What’s the optimal way to compute repeated convolutions with large 1D arrays? the filters, (g_x,g_y, & g_z) stay the same each iteration, but the “signals” change. To be clear, the computation of the f’s is fast, the convolutions are what is slowing me down.
for i in 1:iters
#input function for x
f_x .= x_fun(s,ẑ, a_xx,b_zx) # 2500001-element Vector{Float64}
#input function for y
f_y .= y_fun(x̂,new_z, a_xy, b_zy) # 2500001-element Vector{Float64}
#input function for z
f_z .= z_fun(ŷ, a,b, z_p) # 2500001-element Vector{Float64}
#Get estimates
x̂ .= fftfilt(g_x,δ*f_x)[1:end] # g_x: 1001-element Vector{Float64}
ŷ .= fftfilt(g_y,δ*f_y)[1:end] # g_y: 1001-element Vector{Float64}
ẑ .= fftfilt(g_z,δ*f_z)[1:end] # g_z: 100001-element Vector{Float64}
end
Thanks,
DS
This isn’t going to be the improvement you need, but you can omit [1:end]
because it is completely unnecessary.

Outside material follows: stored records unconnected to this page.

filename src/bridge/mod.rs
//! Connects the session manager to a page over a framed byte stream.

pub mod codec;
pub mod messages;

use std::sync::Mutex;

use anyhow::Result;
use tokio::{
    io::{AsyncRead, AsyncWrite},
    sync::{mpsc, oneshot},
};

use crate::session::{MediaInfo, PlaybackHost, SkipperHandle, UiEvent};

pub use codec::{read_message, write_message, MAX_MESSAGE_BYTES};
pub use messages::{HostMessage, OutboundMessage, PlayerCommand};

const ENABLE_LOGS: bool = true;

use crate::{log_debug, log_error, log_info, log_warn};

/// [`PlaybackHost`] backed by the page on the other end of the bridge. Media
/// state is whatever the page last reported.
pub struct BridgeHost {
    outbound: mpsc::UnboundedSender<OutboundMessage>,
    media: Mutex<Option<MediaInfo>>,
}

impl BridgeHost {
    pub fn new() -> (Self, mpsc::UnboundedReceiver<OutboundMessage>) {
        let (outbound, rx) = mpsc::unbounded_channel();
        (
            Self {
                outbound,
                media: Mutex::new(None),
            },
            rx,
        )
    }

    /// Track media state from an inbound message before the manager sees it.
    pub fn observe(&self, message: &HostMessage) {
        let mut media = self.media.lock().unwrap_or_else(|poisoned| poisoned.into_inner());
        match *message {
            HostMessage::MediaAttached { position, duration } => {
                *media = Some(MediaInfo { position, duration });
            }
            HostMessage::MediaDetached | HostMessage::Navigate { .. } => *media = None,
            HostMessage::Tick { position }
            | HostMessage::SeekStart { position }
            | HostMessage::SeekEnd { position } => {
                let duration = media.and_then(|info| info.duration);
                *media = Some(MediaInfo { position, duration });
            }
            _ => {}
        }
    }

    fn send(&self, message: OutboundMessage) {
        if self.outbound.send(message).is_err() {
            log_debug!("bridge writer gone, dropping outbound message");
        }
    }
}

impl PlaybackHost for BridgeHost {
    fn media(&self) -> Option<MediaInfo> {
        *self.media.lock().unwrap_or_else(|poisoned| poisoned.into_inner())
    }

    fn set_position(&self, position: f64) {
        self.send(OutboundMessage::Player(PlayerCommand::SetPosition { position }));
    }

    fn emit(&self, event: UiEvent) {
        self.send(OutboundMessage::Event(event));
    }
}

/// Pump inbound frames into the manager until the reader closes, then shut the
/// manager down. Outbound messages are written by a separate task that drains
/// whatever the manager emitted before it stopped.
pub async fn serve<R, W>(
    mut reader: R,
    mut writer: W,
    handle: SkipperHandle,
    host: &BridgeHost,
    mut outbound: mpsc::UnboundedReceiver<OutboundMessage>,
) -> Result<()>
where
    R: AsyncRead + Unpin,
    W: AsyncWrite + Unpin + Send + 'static,
{
    let (stop_tx, mut stop_rx) = oneshot::channel::<()>();

    let writer_task = tokio::spawn(async move {
        loop {
            let message = tokio::select! {
                biased;
                message = outbound.recv() => message,
                _ = &mut stop_rx => break,
            };
            let Some(message) = message else {
                return;
            };
            if let Err(err) = write_message(&mut writer, &message).await {
                log_error!("failed to write to host: {err:#}");
                return;
            }
        }
        while let Ok(message) = outbound.try_recv() {
            if let Err(err) = write_message(&mut writer, &message).await {
                log_error!("failed to write to host: {err:#}");
                return;
            }
        }
    });

    let result = pump(&mut reader, &handle, host).await;

    if handle.shutdown().is_ok() {
        handle.closed().await;
    }
    let _ = stop_tx.send(());
    if let Err(err) = writer_task.await {
        log_error!("bridge writer task failed: {err}");
    }
    log_info!("host bridge closed");
    result
}

async fn pump<R>(reader: &mut R, handle: &SkipperHandle, host: &BridgeHost) -> Result<()>
where
    R: AsyncRead + Unpin,
{
    loop {
        let message: HostMessage = match read_message::<_, serde_json::Value>(reader).await? {
            None => return Ok(()),
            Some(value) => match serde_json::from_value(value) {
                Ok(message) => message,
                Err(err) => {
                    log_warn!("ignoring unrecognised host message: {err}");
                    continue;
                }
            },
        };

        host.observe(&message);
        match message.into_command() {
            Some(command) => handle.send(command)?,
            None => {
                let snapshot = handle.snapshot().await?;
                match snapshot {
                    Some(snapshot) => host.emit(UiEvent::StateChanged { snapshot }),
                    None => log_debug!("snapshot requested with no active session"),
                }
            }
        }
    }
}
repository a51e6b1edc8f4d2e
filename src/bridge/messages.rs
use serde::{Deserialize, Serialize};

use crate::{
    models::IntervalKey,
    session::{ClockEvent, Command, UiEvent},
};

/// Messages the page side sends to the host.
#[derive(Debug, Clone, Deserialize, PartialEq)]
#[serde(tag = "type", rename_all = "camelCase", rename_all_fields = "camelCase")]
pub enum HostMessage {
    Navigate { url: String },
    MediaAttached {
        #[serde(default)]
        position: f64,
        #[serde(default)]
        duration: Option<f64>,
    },
    MediaDetached,
    Tick { position: f64 },
    SeekStart { position: f64 },
    SeekEnd { position: f64 },
    SetEnabled { enabled: bool },
    ProcessVideo,
    PlayInterval { start: f64, end: f64 },
    RewindToLastSkip,
    ClearCache,
    Snapshot,
}

impl HostMessage {
    /// The manager command for this message. `Snapshot` needs a reply channel
    /// and is handled by the caller.
    pub fn into_command(self) -> Option<Command> {
        let command = match self {
            HostMessage::Navigate { url } => Command::Navigate { url },
            HostMessage::MediaAttached { duration, .. } => Command::MediaAttached { duration },
            HostMessage::MediaDetached => Command::MediaDetached,
            HostMessage::Tick { position } => Command::Clock(ClockEvent::Tick { position }),
            HostMessage::SeekStart { position } => {
                Command::Clock(ClockEvent::SeekStart { position })
            }
            HostMessage::SeekEnd { position } => Command::Clock(ClockEvent::SeekEnd { position }),
            HostMessage::SetEnabled { enabled } => Command::SetEnabled(enabled),
            HostMessage::ProcessVideo => Command::ProcessVideo,
            HostMessage::PlayInterval { start, end } => {
                Command::PlayInterval(IntervalKey::new(start, end))
            }
            HostMessage::RewindToLastSkip => Command::RewindToLastSkip,
            HostMessage::ClearCache => Command::ClearCache,
            HostMessage::Snapshot => return None,
        };
        Some(command)
    }
}

/// Instructions for the media element.
#[derive(Debug, Clone, Serialize, PartialEq)]
#[serde(tag = "type", rename_all = "camelCase")]
pub enum PlayerCommand {
    SetPosition { position: f64 },
}

#[derive(Debug, Clone, Serialize, PartialEq)]
#[serde(untagged)]
pub enum OutboundMessage {
    Player(PlayerCommand),
    Event(UiEvent),
}

#[cfg(test)]
mod tests {
    use serde_json::json;

    use super::*;
    use crate::session::NotificationLevel;

    fn parse(value: serde_json::Value) -> HostMessage {
        serde_json::from_value(value).unwrap()
    }

    #[test]
    fn clock_messages_map_to_clock_events() {
        let command = parse(json!({"type": "seekEnd", "position": 42.5}))
            .into_command()
            .unwrap();
        assert!(matches!(
            command,
            Command::Clock(ClockEvent::SeekEnd { position }) if position == 42.5
        ));
    }

    #[test]
    fn marker_click_carries_the_interval_key() {
        let command = parse(json!({"type": "playInterval", "start": 10.0, "end": 20.0}))
            .into_command()
            .unwrap();
        assert!(matches!(
            command,
            Command::PlayInterval(key) if key == IntervalKey::new(10.0, 20.0)
        ));
    }

    #[test]
    fn media_attached_fields_are_optional() {
        assert_eq!(
            parse(json!({"type": "mediaAttached"})),
            HostMessage::MediaAttached {
                position: 0.0,
                duration: None
            }
        );
        assert!(parse(json!({"type": "snapshot"})).into_command().is_none());
    }

    #[test]
    fn unknown_message_type_is_rejected() {
        assert!(serde_json::from_value::<HostMessage>(json!({"type": "explode"})).is_err());
    }

    #[test]
    fn outbound_messages_are_flat_objects() {
        let seek = serde_json::to_value(OutboundMessage::Player(PlayerCommand::SetPosition {
            position: 20.0,
        }))
        .unwrap();
        assert_eq!(seek, json!({"type": "setPosition", "position": 20.0}));

        let note = serde_json::to_value(OutboundMessage::Event(UiEvent::notification(
            NotificationLevel::Notice,
            "Notice",
            "No segments to skip in this video.",
        )))
        .unwrap();
        assert_eq!(
            note,
            json!({
                "type": "notification",
                "level": "notice",
                "title": "Notice",
                "message": "No segments to skip in this video."
            })
        );
    }
}
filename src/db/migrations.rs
use anyhow::{bail, Context, Result};
use rusqlite::{Connection, Transaction};

const CURRENT_SCHEMA_VERSION: i32 = 1;

pub fn run_migrations(conn: &mut Connection) -> Result<()> {
    let mut version: i32 = conn
        .pragma_query_value(None, "user_version", |row| row.get(0))
        .context("failed to read user_version pragma")?;

    if version > CURRENT_SCHEMA_VERSION {
        bail!(
            "database version ({}) is newer than supported schema ({})",
            version,
            CURRENT_SCHEMA_VERSION
        );
    }

    if version == CURRENT_SCHEMA_VERSION {
        return Ok(());
    }

    let tx = conn
        .transaction()
        .context("failed to open migration transaction")?;

    while version < CURRENT_SCHEMA_VERSION {
        let next_version = version + 1;
        apply_migration(&tx, next_version)
            .with_context(|| format!("migration to version {next_version} failed"))?;
        version = next_version;
    }

    tx.pragma_update(None, "user_version", CURRENT_SCHEMA_VERSION)
        .context("failed to update user_version pragma")?;
    tx.commit().context("failed to commit migrations")?;

    Ok(())
}

fn apply_migration(tx: &Transaction<'_>, version: i32) -> Result<()> {
    match version {
        1 => {
            tx.execute_batch(include_str!("schemas/schema_v1.sql"))
                .context("failed to execute schema_v1.sql")?;
            Ok(())
        }
        _ => bail!("unknown migration target version: {version}"),
    }
}
pub mod interval;
pub mod preferences;
pub mod video;

pub use interval::{IntervalKey, SkipInterval};
pub use preferences::{Sensitivity, UserPreferences};
pub use video::VideoId;
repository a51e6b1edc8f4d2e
use std::time::Duration;

use tokio::time::Instant;

use super::timers::{SessionTimers, TimerId, TimerTask};
use crate::config::SkipperConfig;

/// Positions within this many seconds of a controller-issued target are
/// attributed to the controller.
const TARGET_TOLERANCE_SECS: f64 = 0.25;

#[derive(Debug, Clone, Copy, PartialEq, Eq)]
pub enum SeekOrigin {
    /// The controller moved the clock itself.
    Programmatic,
    /// A person dragged the scrubber, clicked the bar, or used a hotkey.
    Manual,
}

#[derive(Debug, Clone, Copy)]
struct ExpectedSeek {
    target: f64,
    issued_at: Instant,
}

/// Tells manual seeks apart from the controller's own jumps and tracks the
/// grace period that follows a manual seek.
#[derive(Debug)]
pub struct SeekIntentTracker {
    manual: bool,
    last_manual_seek_at: Option<Instant>,
    pending_clear: Option<TimerId>,
    /// Controller jumps whose seek events have not all arrived. A chained skip
    /// issues the next jump before the previous one's seek-end.
    expected: Vec<ExpectedSeek>,
    debounce: Duration,
    grace_period: Duration,
    expectation_window: Duration,
}

impl SeekIntentTracker {
    pub fn new(config: &SkipperConfig) -> Self {
        Self {
            manual: false,
            last_manual_seek_at: None,
            pending_clear: None,
            expected: Vec::new(),
            debounce: config.seek_debounce,
            grace_period: config.grace_period,
            expectation_window: config.programmatic_seek_window,
        }
    }

    pub fn is_manual_seek_in_progress(&self) -> bool {
        self.manual
    }

    pub fn is_within_grace_period(&self, now: Instant) -> bool {
        self.last_manual_seek_at
            .map(|at| now.saturating_duration_since(at) < self.grace_period)
            .unwrap_or(false)
    }

    pub fn last_manual_seek_at(&self) -> Option<Instant> {
        self.last_manual_seek_at
    }

    /// Note that the controller is about to move the clock to `target`, so the
    /// seek events it causes are not mistaken for a person.
    pub fn record_programmatic_seek(&mut self, target: f64, now: Instant) {
        self.forget_stale_expectations(now);
        self.expected.push(ExpectedSeek {
            target,
            issued_at: now,
        });
    }

    pub fn on_seek_start(
        &mut self,
        position: f64,
        now: Instant,
        timers: &mut SessionTimers<'_>,
    ) -> SeekOrigin {
        if self.match_expected(position, now).is_some() {
            return SeekOrigin::Programmatic;
        }

        self.expected.clear();
        self.manual = true;
        self.last_manual_seek_at = Some(now);
        if let Some(id) = self.pending_clear.take() {
            timers.cancel(id);
        }
        SeekOrigin::Manual
    }

    pub fn on_seek_end(
        &mut self,
        position: f64,
        now: Instant,
        timers: &mut SessionTimers<'_>,
    ) -> SeekOrigin {
        if let Some(index) = self.match_expected(position, now) {
            self.expected.remove(index);
            return SeekOrigin::Programmatic;
        }

        // Seek-end alone still counts; some players skip the start event on
        // keyboard seeks.
        self.expected.clear();
        self.manual = true;
        self.last_manual_seek_at = Some(now);
        if let Some(id) = self.pending_clear.take() {
            timers.cancel(id);
        }
        self.pending_clear = Some(timers.schedule(now + self.debounce, TimerTask::ClearManualSeek));
        SeekOrigin::Manual
    }

    /// Debounce timer fired. Ignored unless it is the most recent one.
    pub fn on_debounce_elapsed(&mut self, id: TimerId) -> bool {
        if self.pending_clear != Some(id) {
            return false;
        }
        self.pending_clear = None;
        self.manual = false;
        true
    }

    pub fn reset(&mut self, timers: &mut SessionTimers<'_>) {
        if let Some(id) = self.pending_clear.take() {
            timers.cancel(id);
        }
        self.manual = false;
        self.last_manual_seek_at = None;
        self.expected.clear();
    }

    /// Index of the pending controller jump that explains a seek to `position`.
    fn match_expected(&mut self, position: f64, now: Instant) -> Option<usize> {
        self.forget_stale_expectations(now);
        self.expected
            .iter()
            .position(|expected| (position - expected.target).abs() <= TARGET_TOLERANCE_SECS)
    }

    fn forget_stale_expectations(&mut self, now: Instant) {
        let window = self.expectation_window;
        self.expected
            .retain(|expected| now.saturating_duration_since(expected.issued_at) <= window);
    }
}
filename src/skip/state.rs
use serde::{Deserialize, Serialize};

use crate::models::{IntervalKey, SkipInterval};

#[derive(Debug, Clone, Copy, Default, Serialize, Deserialize, PartialEq, Eq)]
#[serde(rename_all = "camelCase")]
pub enum ControllerState {
    #[default]
    Disabled,
    /// Intervals loaded and media present; every tick is evaluated.
    Armed,
    /// Only observable while a jump is being applied.
    Skipping,
}

/// Result of evaluating one clock tick, in the order the checks run.
#[derive(Debug, Clone, Copy, PartialEq)]
pub enum Decision {
    Disabled,
    ManualSeekInProgress,
    NoInterval,
    Overridden(IntervalKey),
    GracePeriod(IntervalKey),
    Skip(SkipInterval),
}

impl Decision {
    pub fn should_skip(&self) -> bool {
        matches!(self, Decision::Skip(_))
    }
}

/// A jump the controller wants applied to the media clock.
#[derive(Debug, Clone, Copy, Serialize, PartialEq)]
#[serde(rename_all = "camelCase")]
pub struct SkipAction {
    pub interval: SkipInterval,
    pub from: f64,
    pub to: f64,
}

#[cfg(test)]
mod tests {
    use super::*;
    use crate::skip::SkipController;

    #[test]
    fn new_controller_starts_disabled() {
        assert_eq!(ControllerState::default(), ControllerState::Disabled);
        assert_eq!(SkipController::new().state(), ControllerState::Disabled);
        assert_eq!(
            serde_json::to_string(&ControllerState::default()).unwrap(),
            "\"disabled\""
        );
    }
}
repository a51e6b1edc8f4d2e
pub mod cached;
pub mod http;

use anyhow::Result;

use crate::{
    error::FetchError,
    models::{SkipInterval, UserPreferences, VideoId},
};

pub use cached::CachedIntervalSource;
pub use http::HttpIntervalSource;

/// Produces skip intervals for a video. The classification itself is remote.
#[async_trait::async_trait]
pub trait IntervalSource: Send + Sync {
    async fn fetch(
        &self,
        video_id: &VideoId,
        preferences: Option<&UserPreferences>,
    ) -> Result<Vec<SkipInterval>, FetchError>;

    /// Forget anything remembered about `video_id`.
    async fn invalidate(&self, _video_id: &VideoId) -> Result<()> {
        Ok(())
    }
}
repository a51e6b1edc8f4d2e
use anyhow::{anyhow, Result};
use serde::{Deserialize, Serialize};
use tokio::sync::{mpsc, oneshot};

use super::{events::SessionSnapshot, SessionId};
use crate::{
    error::FetchError,
    models::{IntervalKey, SkipInterval, VideoId},
};

/// Discrete events from the media clock.
#[derive(Debug, Clone, Copy, Serialize, Deserialize, PartialEq)]
#[serde(tag = "type", rename_all = "camelCase")]
pub enum ClockEvent {
    Tick { position: f64 },
    SeekStart { position: f64 },
    SeekEnd { position: f64 },
}

/// Everything the session manager reacts to. Processed strictly one at a time.
#[derive(Debug)]
pub enum Command {
    Navigate {
        url: String,
    },
    MediaAttached {
        duration: Option<f64>,
    },
    MediaDetached,
    Clock(ClockEvent),
    SetEnabled(bool),
    ProcessVideo,
    PlayInterval(IntervalKey),
    RewindToLastSkip,
    ClearCache,
    FetchResolved {
        session: SessionId,
        video_id: VideoId,
        result: Result<Vec<SkipInterval>, FetchError>,
    },
    Snapshot(oneshot::Sender<Option<SessionSnapshot>>),
    Shutdown,
}

pub type CommandReceiver = mpsc::UnboundedReceiver<Command>;

pub fn channel() -> (SkipperHandle, CommandReceiver) {
    let (tx, rx) = mpsc::unbounded_channel();
    (SkipperHandle { tx }, rx)
}

/// Cheap, cloneable entry point into a running [`super::SessionManager`].
#[derive(Debug, Clone)]
pub struct SkipperHandle {
    tx: mpsc::UnboundedSender<Command>,
}

impl SkipperHandle {
    pub fn send(&self, command: Command) -> Result<()> {
        self.tx
            .send(command)
            .map_err(|_| anyhow!("skip manager is no longer running"))
    }

    pub fn navigate(&self, url: impl Into<String>) -> Result<()> {
        self.send(Command::Navigate { url: url.into() })
    }

    pub fn media_attached(&self, duration: Option<f64>) -> Result<()> {
        self.send(Command::MediaAttached { duration })
    }

    pub fn media_detached(&self) -> Result<()> {
        self.send(Command::MediaDetached)
    }

    pub fn tick(&self, position: f64) -> Result<()> {
        self.send(Command::Clock(ClockEvent::Tick { position }))
    }

    pub fn seek_start(&self, position: f64) -> Result<()> {
        self.send(Command::Clock(ClockEvent::SeekStart { position }))
    }

    pub fn seek_end(&self, position: f64) -> Result<()> {
        self.send(Command::Clock(ClockEvent::SeekEnd { position }))
    }

    pub fn set_enabled(&self, enabled: bool) -> Result<()> {
        self.send(Command::SetEnabled(enabled))
    }

    pub fn process_video(&self) -> Result<()> {
        self.send(Command::ProcessVideo)
    }

    pub fn play_interval(&self, key: IntervalKey) -> Result<()> {
        self.send(Command::PlayInterval(key))
    }

    pub fn rewind_to_last_skip(&self) -> Result<()> {
        self.send(Command::RewindToLastSkip)
    }

    pub fn clear_cache(&self) -> Result<()> {
        self.send(Command::ClearCache)
    }

    pub async fn snapshot(&self) -> Result<Option<SessionSnapshot>> {
        let (reply_tx, reply_rx) = oneshot::channel();
        self.send(Command::Snapshot(reply_tx))?;
        reply_rx
            .await
            .map_err(|_| anyhow!("skip manager dropped the snapshot request"))
    }

    pub fn shutdown(&self) -> Result<()> {
        self.send(Command::Shutdown)
    }

    /// Resolves once the manager has stopped and dropped its receiver.
    pub async fn closed(&self) {
        self.tx.closed().await
    }

    pub(crate) fn fetch_resolved(
        &self,
        session: SessionId,
        video_id: VideoId,
        result: Result<Vec<SkipInterval>, FetchError>,
    ) -> Result<()> {
        self.send(Command::FetchResolved {
            session,
            video_id,
            result,
        })
    }
}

It’s making a copy of the filter result before the element-wise assignment to the left-hand side. It costs time and increases memory pressure and GC overhead.
You could use fftfilt!
to put the filter results directly into your left-hand variables and avoid fftfilt
’s internal result allocation.
There are also small bits of redundant work in fftfilt
. Each call redundantly computes the optimal FFT length, plans FFTs, and applies the FFT to the g
filters. These could be extracted, but they are still small compared to the multitude of FFT/inverse FFT applications on the overlapped windows of the signals. Likely the biggest possible gain would be to parallelize those.
Ahh. Thx for the tips, Jeff_Emanuel! Will implement. Didn’t realize the [1:end] was an issue. Using threads seems like an obvious choice - will give it a shot.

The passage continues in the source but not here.